Teníamos quince años y hasta los diez habíamos crecido en la una, grande y libre España del franquismo. Incluso puede que a alguno que otro de nuestros profesores de la EGB no le hubiera llegado los vientos del cambio que soplaban en todo el país, quién sabe si por lo abrupto y escarpado de Sierra Mágina, lo cual, unido a su situación interior, hace que los vientos que llegan de fuera lo hagan apenas sin fuerza ni repercusión. Pero en apenas cinco años, habíamos aprendido mucho sobre nosotros y sobre la tierra que nos había visto nacer: habíamos aprendido que después de muchas guerras, después de mucho batallar, respetar al otro, al de enfrente, con sus diferencias, nos había hecho mejor pueblo, mejores personas; habíamos aprendido a ser hospitalarios con el de fuera, hasta empaparnos de su cultura, porque la nuestra es el resultado de muchas otras; habíamos aprendido que, Andalucía, España, Iberia, Europa, la Humanidad… serían tan libres como nosotros fuéramos justos y sabios.

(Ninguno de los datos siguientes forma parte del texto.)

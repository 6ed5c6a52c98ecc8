//! line-post - Broadcast today's post to a LINE channel

use std::path::PathBuf;
use std::sync::Arc;

use chrono::NaiveDate;
use clap::{Parser, ValueEnum};
use liblinecast::platforms::line::LineClient;
use liblinecast::selection::{today_local, SelectionRule};
use liblinecast::service::{prepare, PostingService};
use liblinecast::{logging, ChannelToken, Config, LinecastError, Result};

#[derive(Parser, Debug)]
#[command(name = "line-post")]
#[command(version, about = "Broadcast today's post to a LINE channel")]
#[command(long_about = r#"Broadcast today's post to a LINE channel.

Reads a JSON array of posts, picks the one whose "date" is today or, when
none is pinned to today, the one at (day of year % number of posts), and
broadcasts its text and image to every friend of the channel.

Meant to be run once a day from cron or a CI schedule:

    0 9 * * *  LINE_CHANNEL_ACCESS_TOKEN=... line-post --content ~/posts/content.json

ENVIRONMENT:
    LINE_CHANNEL_ACCESS_TOKEN  Channel access token (required unless --dry-run)
    LINECAST_CONFIG            Path to config.toml
    LINECAST_LOG_FORMAT        text, json or pretty
    LINECAST_LOG_LEVEL         error, warn, info, debug, trace

EXIT CODES:
    0 - Broadcast accepted
    1 - Network failure or the API rejected the broadcast
    2 - Configuration error (missing token, unreadable config)
    3 - No content (file missing or malformed, nothing to send)
    4 - Invalid input
"#)]
struct Cli {
    /// Content file (defaults to content.path from config, then ./content.json)
    #[arg(long, value_name = "PATH")]
    content: Option<PathBuf>,

    /// Post as if today were this date (YYYY-MM-DD)
    #[arg(long, value_name = "DATE")]
    date: Option<String>,

    /// Show what would be sent without calling the API
    #[arg(long)]
    dry_run: bool,

    /// Output format
    #[arg(short, long, value_enum, default_value_t = OutputFormat::Text)]
    format: OutputFormat,

    /// Enable verbose logging
    #[arg(short, long)]
    verbose: bool,
}

#[derive(Debug, Clone, Copy, PartialEq, Eq, ValueEnum)]
enum OutputFormat {
    Text,
    Json,
}

#[tokio::main]
async fn main() {
    let cli = Cli::parse();

    logging::init(cli.verbose);

    if let Err(e) = run(cli).await {
        eprintln!("Error: {}", e);
        std::process::exit(e.exit_code());
    }
}

async fn run(cli: Cli) -> Result<()> {
    let config = Config::load()?;
    let content_path = cli.content.clone().unwrap_or_else(|| config.content_path());
    let today = match cli.date.as_deref() {
        Some(s) => parse_date(s)?,
        None => today_local(),
    };

    if cli.dry_run {
        let post = prepare(&content_path, today)?;
        match cli.format {
            OutputFormat::Json => print_json(&post)?,
            OutputFormat::Text => {
                println!("Dry run for {} ({})", post.date, describe(post.selection));
                println!("{}", to_pretty(&serde_json::json!({ "messages": post.messages }))?);
            }
        }
        return Ok(());
    }

    // The token is checked before the content so a misconfigured job fails fast
    let token = ChannelToken::from_env(&config)?;
    let client = LineClient::new(&config, token)?;
    let service = PostingService::new(Arc::new(client));

    let outcome = service.post(&content_path, today).await?;
    tracing::info!("Posted {} ({})", outcome.post.date, describe(outcome.post.selection));

    match cli.format {
        OutputFormat::Json => print_json(&outcome)?,
        OutputFormat::Text => println!("Broadcast result: {}", outcome.response.body),
    }

    Ok(())
}

fn parse_date(s: &str) -> Result<NaiveDate> {
    NaiveDate::parse_from_str(s, "%Y-%m-%d").map_err(|_| {
        LinecastError::InvalidInput(format!("Invalid --date '{}', expected YYYY-MM-DD", s))
    })
}

fn describe(rule: SelectionRule) -> String {
    match rule {
        SelectionRule::ExactDate => "pinned to this date".to_string(),
        SelectionRule::DayOfYear { ordinal, index } => {
            format!("day {} of the year, post #{}", ordinal, index + 1)
        }
    }
}

fn to_pretty<T: serde::Serialize>(value: &T) -> Result<String> {
    serde_json::to_string_pretty(value)
        .map_err(|e| LinecastError::InvalidInput(format!("Failed to serialize output: {}", e)))
}

fn print_json<T: serde::Serialize>(value: &T) -> Result<()> {
    println!("{}", to_pretty(value)?);
    Ok(())
}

Aquel viernes 29 de febrero de 1980 fue un día raro, como cabría esperar de un día que solo ocurre cada cuatro años. Aquel día, sin embargo, volvimos a evidenciar todas y cada una de las virtudes que tenemos como colectivo: nuestro sentido de pertenencia, nuestra apertura de miras, nuestra templanza y nuestra infinita paciencia. Y todas ellas juntas son reconocibles a lo largo de los siglos como señas de identidad de este pueblo nuestro: el pueblo andaluz.